Stored items:
#####

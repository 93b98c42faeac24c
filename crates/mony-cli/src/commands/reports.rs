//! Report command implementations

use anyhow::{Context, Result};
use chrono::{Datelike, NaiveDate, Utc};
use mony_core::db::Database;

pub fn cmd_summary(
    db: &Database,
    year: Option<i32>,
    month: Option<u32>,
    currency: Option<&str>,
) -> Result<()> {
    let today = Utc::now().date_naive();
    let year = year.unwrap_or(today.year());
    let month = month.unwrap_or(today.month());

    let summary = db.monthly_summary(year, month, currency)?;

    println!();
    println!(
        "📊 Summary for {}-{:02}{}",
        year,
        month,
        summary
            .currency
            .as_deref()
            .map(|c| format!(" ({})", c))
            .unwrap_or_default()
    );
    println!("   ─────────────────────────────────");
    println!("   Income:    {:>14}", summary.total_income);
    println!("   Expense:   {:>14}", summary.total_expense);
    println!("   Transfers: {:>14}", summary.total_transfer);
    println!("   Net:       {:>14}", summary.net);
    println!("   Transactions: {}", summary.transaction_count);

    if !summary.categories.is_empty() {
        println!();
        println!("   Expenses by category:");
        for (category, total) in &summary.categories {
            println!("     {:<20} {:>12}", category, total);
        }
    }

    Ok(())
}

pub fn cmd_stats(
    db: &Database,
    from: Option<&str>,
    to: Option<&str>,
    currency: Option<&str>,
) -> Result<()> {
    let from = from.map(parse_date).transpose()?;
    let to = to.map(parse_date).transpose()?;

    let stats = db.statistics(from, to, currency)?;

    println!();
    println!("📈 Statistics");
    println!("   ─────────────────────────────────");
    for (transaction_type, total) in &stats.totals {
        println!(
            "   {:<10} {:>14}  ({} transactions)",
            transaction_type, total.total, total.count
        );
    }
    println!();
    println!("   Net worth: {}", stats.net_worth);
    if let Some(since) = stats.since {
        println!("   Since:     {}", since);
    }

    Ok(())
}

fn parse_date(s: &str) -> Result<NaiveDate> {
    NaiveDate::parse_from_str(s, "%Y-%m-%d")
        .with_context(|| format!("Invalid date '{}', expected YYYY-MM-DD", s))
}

#####

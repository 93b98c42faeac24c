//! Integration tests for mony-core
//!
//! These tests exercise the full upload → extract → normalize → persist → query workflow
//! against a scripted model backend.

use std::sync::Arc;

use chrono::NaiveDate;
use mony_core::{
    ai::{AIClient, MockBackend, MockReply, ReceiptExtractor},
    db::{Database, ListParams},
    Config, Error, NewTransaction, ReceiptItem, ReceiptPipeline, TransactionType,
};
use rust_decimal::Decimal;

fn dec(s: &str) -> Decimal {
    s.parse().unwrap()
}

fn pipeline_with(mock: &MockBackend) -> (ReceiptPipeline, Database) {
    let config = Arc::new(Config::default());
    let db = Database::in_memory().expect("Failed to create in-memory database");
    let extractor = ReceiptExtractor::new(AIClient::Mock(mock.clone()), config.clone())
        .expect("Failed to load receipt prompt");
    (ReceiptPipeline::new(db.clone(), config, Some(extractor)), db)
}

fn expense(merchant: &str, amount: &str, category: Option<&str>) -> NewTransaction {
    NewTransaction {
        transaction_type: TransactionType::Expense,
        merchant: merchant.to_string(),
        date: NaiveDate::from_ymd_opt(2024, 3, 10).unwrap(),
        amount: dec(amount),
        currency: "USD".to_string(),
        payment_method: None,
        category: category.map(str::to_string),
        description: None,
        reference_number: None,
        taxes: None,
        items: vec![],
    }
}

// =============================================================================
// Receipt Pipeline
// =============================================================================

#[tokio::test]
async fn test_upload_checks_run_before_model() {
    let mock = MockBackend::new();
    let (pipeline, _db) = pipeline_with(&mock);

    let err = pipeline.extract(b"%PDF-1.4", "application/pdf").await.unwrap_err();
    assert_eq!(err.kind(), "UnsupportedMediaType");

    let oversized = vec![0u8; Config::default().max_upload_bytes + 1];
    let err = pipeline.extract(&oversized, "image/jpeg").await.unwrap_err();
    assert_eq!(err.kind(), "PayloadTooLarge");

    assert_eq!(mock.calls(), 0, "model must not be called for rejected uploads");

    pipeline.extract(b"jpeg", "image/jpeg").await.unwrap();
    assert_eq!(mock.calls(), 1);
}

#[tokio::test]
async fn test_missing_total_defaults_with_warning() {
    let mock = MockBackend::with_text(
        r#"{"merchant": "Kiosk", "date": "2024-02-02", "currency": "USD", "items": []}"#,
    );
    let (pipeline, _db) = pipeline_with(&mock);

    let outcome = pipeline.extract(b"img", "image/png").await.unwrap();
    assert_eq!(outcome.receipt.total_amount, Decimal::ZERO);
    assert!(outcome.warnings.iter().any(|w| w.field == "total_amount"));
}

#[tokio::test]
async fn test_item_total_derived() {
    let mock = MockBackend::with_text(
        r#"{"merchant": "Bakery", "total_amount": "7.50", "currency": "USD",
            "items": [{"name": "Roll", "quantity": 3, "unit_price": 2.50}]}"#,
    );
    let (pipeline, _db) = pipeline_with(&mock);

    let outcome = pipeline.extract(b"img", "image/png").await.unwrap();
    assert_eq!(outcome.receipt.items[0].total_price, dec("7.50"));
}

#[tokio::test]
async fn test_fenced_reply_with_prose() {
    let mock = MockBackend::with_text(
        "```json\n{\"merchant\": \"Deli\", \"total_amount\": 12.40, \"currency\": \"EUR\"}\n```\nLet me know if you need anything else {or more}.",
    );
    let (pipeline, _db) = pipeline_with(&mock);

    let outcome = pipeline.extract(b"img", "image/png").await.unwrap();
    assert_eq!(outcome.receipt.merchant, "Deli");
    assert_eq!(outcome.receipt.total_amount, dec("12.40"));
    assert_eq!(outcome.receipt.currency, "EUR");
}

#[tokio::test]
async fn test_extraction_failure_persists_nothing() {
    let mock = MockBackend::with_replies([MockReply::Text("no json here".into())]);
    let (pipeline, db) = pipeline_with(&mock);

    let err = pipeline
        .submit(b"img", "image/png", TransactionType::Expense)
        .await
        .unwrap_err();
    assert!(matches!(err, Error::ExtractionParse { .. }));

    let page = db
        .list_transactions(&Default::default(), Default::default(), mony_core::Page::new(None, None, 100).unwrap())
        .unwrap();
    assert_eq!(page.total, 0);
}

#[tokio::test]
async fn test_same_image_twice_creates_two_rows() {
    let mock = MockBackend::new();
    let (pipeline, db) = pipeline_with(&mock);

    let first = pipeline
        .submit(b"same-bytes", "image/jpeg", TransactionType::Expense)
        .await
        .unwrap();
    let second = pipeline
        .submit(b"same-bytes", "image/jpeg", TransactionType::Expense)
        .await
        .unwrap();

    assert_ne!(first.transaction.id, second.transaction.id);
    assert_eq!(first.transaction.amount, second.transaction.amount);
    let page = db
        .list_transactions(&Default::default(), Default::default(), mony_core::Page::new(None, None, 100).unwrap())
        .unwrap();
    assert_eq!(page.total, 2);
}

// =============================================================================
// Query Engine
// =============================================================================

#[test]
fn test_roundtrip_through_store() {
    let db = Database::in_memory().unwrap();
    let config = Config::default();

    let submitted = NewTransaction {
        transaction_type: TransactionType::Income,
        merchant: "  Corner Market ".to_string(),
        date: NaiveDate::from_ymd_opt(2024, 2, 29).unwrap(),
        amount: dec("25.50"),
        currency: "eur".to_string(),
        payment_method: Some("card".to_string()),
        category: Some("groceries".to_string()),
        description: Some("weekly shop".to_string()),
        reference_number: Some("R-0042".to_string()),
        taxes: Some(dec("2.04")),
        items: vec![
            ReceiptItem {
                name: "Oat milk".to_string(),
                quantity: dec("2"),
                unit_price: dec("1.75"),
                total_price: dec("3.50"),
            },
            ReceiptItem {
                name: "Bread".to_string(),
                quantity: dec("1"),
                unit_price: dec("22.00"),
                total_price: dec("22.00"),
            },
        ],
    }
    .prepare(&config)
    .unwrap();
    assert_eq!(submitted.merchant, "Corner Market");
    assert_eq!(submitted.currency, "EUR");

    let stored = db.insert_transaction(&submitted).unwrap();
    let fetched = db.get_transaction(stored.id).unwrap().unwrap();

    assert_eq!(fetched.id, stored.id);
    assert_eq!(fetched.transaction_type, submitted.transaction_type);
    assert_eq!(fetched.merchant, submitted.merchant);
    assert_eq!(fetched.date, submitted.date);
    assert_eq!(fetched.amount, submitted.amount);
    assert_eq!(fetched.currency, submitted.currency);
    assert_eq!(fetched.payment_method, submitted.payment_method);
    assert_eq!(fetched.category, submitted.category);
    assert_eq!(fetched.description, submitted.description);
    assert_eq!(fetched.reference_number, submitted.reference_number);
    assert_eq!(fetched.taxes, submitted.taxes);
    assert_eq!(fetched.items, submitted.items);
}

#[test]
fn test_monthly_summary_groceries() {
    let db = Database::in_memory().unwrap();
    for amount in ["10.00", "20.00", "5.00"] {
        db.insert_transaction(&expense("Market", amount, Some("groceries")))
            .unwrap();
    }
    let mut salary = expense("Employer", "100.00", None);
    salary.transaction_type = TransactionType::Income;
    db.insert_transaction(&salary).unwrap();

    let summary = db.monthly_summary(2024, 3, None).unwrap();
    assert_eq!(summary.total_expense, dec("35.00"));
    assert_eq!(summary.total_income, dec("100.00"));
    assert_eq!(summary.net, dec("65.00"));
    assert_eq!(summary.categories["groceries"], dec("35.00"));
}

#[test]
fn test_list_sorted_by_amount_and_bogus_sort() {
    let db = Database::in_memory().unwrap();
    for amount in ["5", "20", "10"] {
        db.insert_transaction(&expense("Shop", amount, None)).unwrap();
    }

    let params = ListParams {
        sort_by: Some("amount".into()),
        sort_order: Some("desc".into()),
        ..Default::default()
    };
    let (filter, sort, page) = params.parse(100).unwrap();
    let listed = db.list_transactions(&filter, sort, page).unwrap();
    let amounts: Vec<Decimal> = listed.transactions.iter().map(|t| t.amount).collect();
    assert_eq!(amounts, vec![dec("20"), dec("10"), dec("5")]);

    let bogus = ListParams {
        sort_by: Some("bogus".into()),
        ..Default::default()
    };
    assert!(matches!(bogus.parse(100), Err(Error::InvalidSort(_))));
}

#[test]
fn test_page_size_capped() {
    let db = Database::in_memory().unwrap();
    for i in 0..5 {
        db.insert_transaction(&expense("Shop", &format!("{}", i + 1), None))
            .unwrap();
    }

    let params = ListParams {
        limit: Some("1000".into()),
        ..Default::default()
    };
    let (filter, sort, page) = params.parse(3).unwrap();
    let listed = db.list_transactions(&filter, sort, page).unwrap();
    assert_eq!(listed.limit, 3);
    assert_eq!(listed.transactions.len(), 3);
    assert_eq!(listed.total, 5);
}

#####

## What the task asks
If the word "ListParams" appears in a line above, copy that line.

## Written answer
    db::{Database, ListParams},
    let params = ListParams {
    let bogus = ListParams {
    let params = ListParams {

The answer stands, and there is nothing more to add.